* [INFORMATION PROVIDED]
◆ ◆ ◆ ◆
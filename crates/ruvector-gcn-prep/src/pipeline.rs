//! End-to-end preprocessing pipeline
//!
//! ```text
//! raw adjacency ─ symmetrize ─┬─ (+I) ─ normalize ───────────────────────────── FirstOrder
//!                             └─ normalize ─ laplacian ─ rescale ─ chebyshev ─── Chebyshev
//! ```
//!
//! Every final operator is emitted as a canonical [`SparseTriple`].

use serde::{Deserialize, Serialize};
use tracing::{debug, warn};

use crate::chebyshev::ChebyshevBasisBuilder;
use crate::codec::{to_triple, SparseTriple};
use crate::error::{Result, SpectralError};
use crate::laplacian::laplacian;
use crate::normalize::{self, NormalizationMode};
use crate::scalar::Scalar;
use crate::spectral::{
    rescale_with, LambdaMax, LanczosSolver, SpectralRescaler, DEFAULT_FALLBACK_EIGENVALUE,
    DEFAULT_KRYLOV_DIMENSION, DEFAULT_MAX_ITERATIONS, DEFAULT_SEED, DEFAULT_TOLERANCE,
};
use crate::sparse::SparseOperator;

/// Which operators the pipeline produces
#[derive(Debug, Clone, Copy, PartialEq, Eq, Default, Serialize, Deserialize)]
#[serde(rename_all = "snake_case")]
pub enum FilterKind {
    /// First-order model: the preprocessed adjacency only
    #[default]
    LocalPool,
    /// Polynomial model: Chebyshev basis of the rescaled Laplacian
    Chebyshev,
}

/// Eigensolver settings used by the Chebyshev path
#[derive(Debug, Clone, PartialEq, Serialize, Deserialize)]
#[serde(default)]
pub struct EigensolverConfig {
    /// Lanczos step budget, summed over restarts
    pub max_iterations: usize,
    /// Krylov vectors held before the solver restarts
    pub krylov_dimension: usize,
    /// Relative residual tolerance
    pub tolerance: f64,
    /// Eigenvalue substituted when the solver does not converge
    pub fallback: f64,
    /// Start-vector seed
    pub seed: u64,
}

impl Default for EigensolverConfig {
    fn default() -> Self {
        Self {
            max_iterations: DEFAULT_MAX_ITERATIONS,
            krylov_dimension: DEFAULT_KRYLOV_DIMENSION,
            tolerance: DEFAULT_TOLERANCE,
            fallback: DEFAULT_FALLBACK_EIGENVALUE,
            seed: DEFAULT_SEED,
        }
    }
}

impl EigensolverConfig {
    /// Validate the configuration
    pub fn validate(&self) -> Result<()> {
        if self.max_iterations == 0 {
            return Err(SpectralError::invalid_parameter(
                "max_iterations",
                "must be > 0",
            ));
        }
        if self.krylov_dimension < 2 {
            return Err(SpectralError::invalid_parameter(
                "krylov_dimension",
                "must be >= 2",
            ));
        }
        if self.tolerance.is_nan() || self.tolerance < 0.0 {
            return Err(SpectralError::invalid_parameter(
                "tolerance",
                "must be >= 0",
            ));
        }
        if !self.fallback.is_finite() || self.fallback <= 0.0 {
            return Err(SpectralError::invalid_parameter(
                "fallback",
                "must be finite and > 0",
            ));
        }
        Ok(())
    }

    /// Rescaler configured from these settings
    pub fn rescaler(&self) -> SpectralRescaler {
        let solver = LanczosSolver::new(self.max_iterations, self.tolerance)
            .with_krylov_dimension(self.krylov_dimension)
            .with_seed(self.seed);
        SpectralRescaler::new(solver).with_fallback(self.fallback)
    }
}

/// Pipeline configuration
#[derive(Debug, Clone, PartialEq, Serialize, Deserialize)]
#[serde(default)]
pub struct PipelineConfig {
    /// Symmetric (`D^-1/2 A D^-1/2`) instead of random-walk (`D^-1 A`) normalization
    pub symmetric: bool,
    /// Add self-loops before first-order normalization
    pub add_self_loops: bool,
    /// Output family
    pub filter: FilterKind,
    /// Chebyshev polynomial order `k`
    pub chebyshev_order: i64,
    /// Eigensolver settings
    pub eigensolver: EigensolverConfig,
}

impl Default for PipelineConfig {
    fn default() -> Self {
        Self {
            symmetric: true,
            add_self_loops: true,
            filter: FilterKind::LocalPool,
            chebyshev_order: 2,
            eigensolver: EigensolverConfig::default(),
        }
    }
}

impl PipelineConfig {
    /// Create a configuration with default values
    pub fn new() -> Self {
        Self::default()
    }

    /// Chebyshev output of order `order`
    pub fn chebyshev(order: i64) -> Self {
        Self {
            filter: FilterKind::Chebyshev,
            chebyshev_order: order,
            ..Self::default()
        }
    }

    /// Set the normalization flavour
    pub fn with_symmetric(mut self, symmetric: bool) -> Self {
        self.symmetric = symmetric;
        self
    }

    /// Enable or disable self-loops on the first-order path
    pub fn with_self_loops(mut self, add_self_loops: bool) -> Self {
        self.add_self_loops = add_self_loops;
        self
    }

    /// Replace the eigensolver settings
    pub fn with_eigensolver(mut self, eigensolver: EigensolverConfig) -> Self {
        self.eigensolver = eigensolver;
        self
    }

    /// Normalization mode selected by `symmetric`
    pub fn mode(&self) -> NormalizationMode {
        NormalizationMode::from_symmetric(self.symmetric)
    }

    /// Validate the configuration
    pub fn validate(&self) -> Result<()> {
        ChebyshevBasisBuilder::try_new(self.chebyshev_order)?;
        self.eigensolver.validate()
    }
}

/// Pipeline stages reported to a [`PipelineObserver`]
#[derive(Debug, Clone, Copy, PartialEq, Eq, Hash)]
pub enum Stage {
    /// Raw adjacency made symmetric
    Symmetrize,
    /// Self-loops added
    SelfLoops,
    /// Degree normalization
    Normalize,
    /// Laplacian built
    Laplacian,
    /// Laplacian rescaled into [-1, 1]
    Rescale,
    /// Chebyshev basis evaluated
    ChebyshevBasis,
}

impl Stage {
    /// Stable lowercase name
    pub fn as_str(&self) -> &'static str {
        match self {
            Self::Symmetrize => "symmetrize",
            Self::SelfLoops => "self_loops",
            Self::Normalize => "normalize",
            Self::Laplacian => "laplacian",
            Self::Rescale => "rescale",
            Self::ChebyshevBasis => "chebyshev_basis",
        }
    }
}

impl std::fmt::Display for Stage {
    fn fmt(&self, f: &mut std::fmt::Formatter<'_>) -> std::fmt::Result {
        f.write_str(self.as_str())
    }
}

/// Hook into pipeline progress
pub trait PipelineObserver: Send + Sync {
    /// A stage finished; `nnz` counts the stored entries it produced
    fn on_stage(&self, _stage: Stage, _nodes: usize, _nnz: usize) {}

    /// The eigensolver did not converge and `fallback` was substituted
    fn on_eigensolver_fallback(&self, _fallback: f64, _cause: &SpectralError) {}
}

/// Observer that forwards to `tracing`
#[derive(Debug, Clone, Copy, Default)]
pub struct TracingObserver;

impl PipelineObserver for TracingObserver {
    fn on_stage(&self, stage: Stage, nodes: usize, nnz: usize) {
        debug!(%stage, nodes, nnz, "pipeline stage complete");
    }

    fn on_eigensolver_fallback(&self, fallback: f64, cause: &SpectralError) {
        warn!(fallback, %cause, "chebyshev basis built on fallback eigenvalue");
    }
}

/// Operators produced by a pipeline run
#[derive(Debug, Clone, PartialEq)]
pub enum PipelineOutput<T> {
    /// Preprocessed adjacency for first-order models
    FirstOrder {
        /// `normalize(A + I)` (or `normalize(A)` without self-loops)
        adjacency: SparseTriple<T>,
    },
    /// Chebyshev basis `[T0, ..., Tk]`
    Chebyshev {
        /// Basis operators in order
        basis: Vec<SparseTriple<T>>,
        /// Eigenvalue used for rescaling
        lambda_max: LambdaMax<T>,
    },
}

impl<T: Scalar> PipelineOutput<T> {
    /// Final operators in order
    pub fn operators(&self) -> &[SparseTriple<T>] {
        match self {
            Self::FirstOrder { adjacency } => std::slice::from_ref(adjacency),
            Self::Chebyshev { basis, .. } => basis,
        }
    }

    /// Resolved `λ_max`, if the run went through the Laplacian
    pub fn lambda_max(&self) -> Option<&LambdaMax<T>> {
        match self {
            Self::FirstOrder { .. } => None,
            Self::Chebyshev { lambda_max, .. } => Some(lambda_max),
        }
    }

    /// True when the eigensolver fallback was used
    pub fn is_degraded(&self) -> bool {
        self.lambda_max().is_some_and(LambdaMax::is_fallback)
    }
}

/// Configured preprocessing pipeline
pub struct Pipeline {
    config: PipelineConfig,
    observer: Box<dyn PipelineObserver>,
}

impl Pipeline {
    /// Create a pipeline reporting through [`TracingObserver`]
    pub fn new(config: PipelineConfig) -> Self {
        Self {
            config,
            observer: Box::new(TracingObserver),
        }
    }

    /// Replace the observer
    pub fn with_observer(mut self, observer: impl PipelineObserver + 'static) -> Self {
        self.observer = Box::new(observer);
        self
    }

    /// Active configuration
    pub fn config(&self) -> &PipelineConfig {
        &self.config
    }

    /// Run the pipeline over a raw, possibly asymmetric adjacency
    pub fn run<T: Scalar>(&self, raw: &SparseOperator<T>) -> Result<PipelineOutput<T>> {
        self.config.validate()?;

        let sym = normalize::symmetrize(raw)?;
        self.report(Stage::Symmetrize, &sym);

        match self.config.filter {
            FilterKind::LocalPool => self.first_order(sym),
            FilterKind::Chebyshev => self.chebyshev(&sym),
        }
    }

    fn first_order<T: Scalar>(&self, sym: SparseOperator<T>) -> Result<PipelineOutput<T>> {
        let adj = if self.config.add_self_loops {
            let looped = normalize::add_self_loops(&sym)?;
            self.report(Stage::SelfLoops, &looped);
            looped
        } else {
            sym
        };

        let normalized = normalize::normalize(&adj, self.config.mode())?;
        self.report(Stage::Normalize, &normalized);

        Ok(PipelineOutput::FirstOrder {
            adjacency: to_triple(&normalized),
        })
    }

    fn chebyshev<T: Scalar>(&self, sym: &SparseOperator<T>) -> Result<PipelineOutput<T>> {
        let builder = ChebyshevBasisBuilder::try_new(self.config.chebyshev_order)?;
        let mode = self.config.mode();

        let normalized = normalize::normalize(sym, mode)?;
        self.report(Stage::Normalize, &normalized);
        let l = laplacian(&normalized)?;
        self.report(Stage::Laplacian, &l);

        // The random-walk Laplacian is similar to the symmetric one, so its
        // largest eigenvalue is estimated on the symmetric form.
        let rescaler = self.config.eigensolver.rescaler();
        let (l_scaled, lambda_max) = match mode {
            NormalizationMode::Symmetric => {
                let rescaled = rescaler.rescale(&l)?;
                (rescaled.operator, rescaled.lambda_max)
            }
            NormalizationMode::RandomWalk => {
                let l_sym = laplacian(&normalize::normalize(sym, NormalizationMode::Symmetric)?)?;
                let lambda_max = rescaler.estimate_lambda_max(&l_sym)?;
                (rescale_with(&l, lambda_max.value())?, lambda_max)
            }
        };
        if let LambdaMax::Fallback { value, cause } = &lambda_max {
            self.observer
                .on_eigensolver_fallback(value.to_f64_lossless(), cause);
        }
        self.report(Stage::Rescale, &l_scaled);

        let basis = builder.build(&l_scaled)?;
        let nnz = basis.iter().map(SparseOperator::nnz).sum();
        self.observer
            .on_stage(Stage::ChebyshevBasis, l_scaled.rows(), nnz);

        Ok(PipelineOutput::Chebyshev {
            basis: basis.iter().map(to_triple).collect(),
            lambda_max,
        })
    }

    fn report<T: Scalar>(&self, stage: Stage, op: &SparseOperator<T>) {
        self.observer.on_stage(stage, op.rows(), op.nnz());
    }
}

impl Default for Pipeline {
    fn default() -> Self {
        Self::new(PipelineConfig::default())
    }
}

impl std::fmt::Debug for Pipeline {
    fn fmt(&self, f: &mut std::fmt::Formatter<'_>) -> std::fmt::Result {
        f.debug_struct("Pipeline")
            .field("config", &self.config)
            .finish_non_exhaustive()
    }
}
◆ ◆ ◆ ◆
* [WHAT YOU WILL DO] Everything above from the line containing "self.symmetric = symmetric;" down to the line containing "the eigensolver settings" should be copied exactly, both end lines included, and nothing else.

* [RESULT]
        self.symmetric = symmetric;
        self
    }

    /// Enable or disable self-loops on the first-order path
    pub fn with_self_loops(mut self, add_self_loops: bool) -> Self {
        self.add_self_loops = add_self_loops;
        self
    }

    /// Replace the eigensolver settings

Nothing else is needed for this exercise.